### Entries shown
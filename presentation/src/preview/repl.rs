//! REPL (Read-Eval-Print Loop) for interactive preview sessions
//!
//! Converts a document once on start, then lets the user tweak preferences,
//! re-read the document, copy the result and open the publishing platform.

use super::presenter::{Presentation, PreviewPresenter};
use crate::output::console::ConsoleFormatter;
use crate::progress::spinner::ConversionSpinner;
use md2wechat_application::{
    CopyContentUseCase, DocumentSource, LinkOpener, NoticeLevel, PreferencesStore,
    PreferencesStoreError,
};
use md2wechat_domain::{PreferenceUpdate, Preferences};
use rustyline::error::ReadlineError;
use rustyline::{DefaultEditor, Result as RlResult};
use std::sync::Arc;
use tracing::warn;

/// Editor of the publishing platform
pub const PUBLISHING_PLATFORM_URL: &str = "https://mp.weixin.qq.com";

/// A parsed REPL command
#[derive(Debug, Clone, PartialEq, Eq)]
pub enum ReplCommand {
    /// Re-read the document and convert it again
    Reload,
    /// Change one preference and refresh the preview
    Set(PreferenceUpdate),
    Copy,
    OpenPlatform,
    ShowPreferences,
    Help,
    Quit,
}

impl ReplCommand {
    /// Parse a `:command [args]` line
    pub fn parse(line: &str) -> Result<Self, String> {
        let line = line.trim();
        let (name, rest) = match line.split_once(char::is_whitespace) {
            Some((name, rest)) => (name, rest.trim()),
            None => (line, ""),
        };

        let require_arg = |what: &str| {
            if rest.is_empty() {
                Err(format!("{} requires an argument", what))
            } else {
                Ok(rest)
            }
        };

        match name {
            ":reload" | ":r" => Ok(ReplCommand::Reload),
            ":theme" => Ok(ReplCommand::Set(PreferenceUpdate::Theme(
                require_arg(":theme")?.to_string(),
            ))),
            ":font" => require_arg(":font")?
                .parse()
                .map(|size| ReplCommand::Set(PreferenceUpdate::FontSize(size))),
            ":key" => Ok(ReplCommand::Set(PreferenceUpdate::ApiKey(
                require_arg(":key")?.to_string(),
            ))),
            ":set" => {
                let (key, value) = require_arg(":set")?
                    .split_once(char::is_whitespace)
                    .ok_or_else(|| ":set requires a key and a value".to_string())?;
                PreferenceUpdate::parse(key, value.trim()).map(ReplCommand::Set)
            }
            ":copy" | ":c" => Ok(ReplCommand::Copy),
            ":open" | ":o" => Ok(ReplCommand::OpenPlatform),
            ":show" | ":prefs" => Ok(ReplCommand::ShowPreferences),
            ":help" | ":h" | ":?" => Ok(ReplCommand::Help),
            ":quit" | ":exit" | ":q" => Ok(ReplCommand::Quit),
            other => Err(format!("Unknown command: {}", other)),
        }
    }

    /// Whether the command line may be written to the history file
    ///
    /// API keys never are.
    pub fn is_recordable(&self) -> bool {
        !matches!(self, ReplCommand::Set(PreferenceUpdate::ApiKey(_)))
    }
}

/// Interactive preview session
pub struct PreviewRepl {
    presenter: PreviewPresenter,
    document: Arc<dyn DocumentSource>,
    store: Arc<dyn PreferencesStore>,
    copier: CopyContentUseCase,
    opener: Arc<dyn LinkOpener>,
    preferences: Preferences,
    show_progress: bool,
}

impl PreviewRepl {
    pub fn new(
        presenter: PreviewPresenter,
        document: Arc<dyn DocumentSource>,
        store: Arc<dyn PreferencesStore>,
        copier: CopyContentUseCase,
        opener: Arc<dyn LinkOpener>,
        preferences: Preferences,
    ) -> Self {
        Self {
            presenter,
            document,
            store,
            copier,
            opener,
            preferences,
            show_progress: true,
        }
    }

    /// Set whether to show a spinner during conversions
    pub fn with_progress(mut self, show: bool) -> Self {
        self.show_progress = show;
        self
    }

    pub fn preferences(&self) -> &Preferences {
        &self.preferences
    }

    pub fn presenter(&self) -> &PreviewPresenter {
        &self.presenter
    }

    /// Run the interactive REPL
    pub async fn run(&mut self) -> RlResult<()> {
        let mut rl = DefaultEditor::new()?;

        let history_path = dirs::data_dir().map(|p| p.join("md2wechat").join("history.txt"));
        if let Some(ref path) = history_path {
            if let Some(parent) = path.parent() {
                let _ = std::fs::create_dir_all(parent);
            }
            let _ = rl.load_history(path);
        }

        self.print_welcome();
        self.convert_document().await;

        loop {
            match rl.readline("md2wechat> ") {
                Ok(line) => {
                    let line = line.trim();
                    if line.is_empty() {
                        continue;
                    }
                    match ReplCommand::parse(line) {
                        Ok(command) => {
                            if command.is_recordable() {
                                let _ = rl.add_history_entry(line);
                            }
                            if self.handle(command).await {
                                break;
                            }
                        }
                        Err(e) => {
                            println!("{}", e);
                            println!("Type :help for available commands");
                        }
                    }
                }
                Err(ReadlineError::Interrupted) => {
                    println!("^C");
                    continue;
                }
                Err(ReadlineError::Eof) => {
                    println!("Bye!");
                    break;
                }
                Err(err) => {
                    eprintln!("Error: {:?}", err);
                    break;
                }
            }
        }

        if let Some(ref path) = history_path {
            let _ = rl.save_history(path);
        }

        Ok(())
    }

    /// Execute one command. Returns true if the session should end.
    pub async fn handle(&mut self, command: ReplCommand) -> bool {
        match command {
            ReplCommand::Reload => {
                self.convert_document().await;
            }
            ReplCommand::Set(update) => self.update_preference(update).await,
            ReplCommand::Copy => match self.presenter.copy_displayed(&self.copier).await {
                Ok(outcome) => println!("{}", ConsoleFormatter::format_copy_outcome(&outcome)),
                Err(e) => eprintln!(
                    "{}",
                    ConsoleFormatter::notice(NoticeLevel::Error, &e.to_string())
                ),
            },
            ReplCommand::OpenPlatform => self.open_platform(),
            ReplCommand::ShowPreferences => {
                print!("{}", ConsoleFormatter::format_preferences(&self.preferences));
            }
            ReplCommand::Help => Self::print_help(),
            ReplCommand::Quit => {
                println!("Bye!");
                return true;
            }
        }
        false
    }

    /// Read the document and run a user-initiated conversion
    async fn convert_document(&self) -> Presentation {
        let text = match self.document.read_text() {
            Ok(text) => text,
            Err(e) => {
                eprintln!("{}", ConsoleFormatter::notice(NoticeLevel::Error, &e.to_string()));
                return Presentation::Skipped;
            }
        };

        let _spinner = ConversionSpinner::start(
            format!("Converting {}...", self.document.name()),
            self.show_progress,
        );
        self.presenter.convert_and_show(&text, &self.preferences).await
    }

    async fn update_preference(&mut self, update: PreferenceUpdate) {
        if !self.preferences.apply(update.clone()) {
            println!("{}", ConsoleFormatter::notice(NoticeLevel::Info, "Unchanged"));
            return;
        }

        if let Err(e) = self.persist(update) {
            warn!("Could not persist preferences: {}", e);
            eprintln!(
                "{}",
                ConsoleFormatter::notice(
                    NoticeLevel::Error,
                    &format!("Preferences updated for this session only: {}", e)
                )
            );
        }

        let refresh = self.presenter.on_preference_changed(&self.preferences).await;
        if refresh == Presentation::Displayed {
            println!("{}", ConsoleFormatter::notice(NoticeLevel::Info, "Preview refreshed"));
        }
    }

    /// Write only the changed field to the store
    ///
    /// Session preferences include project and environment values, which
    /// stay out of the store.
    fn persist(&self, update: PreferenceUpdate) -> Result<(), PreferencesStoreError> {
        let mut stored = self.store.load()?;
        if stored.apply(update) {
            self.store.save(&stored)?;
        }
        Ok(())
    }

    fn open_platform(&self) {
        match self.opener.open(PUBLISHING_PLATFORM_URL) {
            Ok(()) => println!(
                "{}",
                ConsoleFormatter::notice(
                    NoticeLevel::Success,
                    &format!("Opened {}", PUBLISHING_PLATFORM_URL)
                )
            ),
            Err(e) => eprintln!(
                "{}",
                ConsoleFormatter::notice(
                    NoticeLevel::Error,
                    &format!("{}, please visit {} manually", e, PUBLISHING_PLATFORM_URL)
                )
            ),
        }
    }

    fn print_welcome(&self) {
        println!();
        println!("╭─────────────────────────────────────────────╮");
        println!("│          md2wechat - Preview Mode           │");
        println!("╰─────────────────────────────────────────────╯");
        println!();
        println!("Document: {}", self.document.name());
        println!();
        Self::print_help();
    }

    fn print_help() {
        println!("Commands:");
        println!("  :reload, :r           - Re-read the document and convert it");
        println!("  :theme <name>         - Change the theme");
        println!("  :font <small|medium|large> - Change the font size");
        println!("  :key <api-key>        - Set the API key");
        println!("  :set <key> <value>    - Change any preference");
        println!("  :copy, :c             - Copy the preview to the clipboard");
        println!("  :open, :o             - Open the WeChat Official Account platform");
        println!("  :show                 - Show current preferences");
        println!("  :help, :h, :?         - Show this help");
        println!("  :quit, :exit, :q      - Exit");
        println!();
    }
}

### Instructions to follow
Return every line from the material that contains the word "PreferenceUpdate".

### Response area
use md2wechat_domain::{PreferenceUpdate, Preferences};
    Set(PreferenceUpdate),
            ":theme" => Ok(ReplCommand::Set(PreferenceUpdate::Theme(
                .map(|size| ReplCommand::Set(PreferenceUpdate::FontSize(size))),
            ":key" => Ok(ReplCommand::Set(PreferenceUpdate::ApiKey(
                PreferenceUpdate::parse(key, value.trim()).map(ReplCommand::Set)
        !matches!(self, ReplCommand::Set(PreferenceUpdate::ApiKey(_)))
    async fn update_preference(&mut self, update: PreferenceUpdate) {
    fn persist(&self, update: PreferenceUpdate) -> Result<(), PreferencesStoreError> {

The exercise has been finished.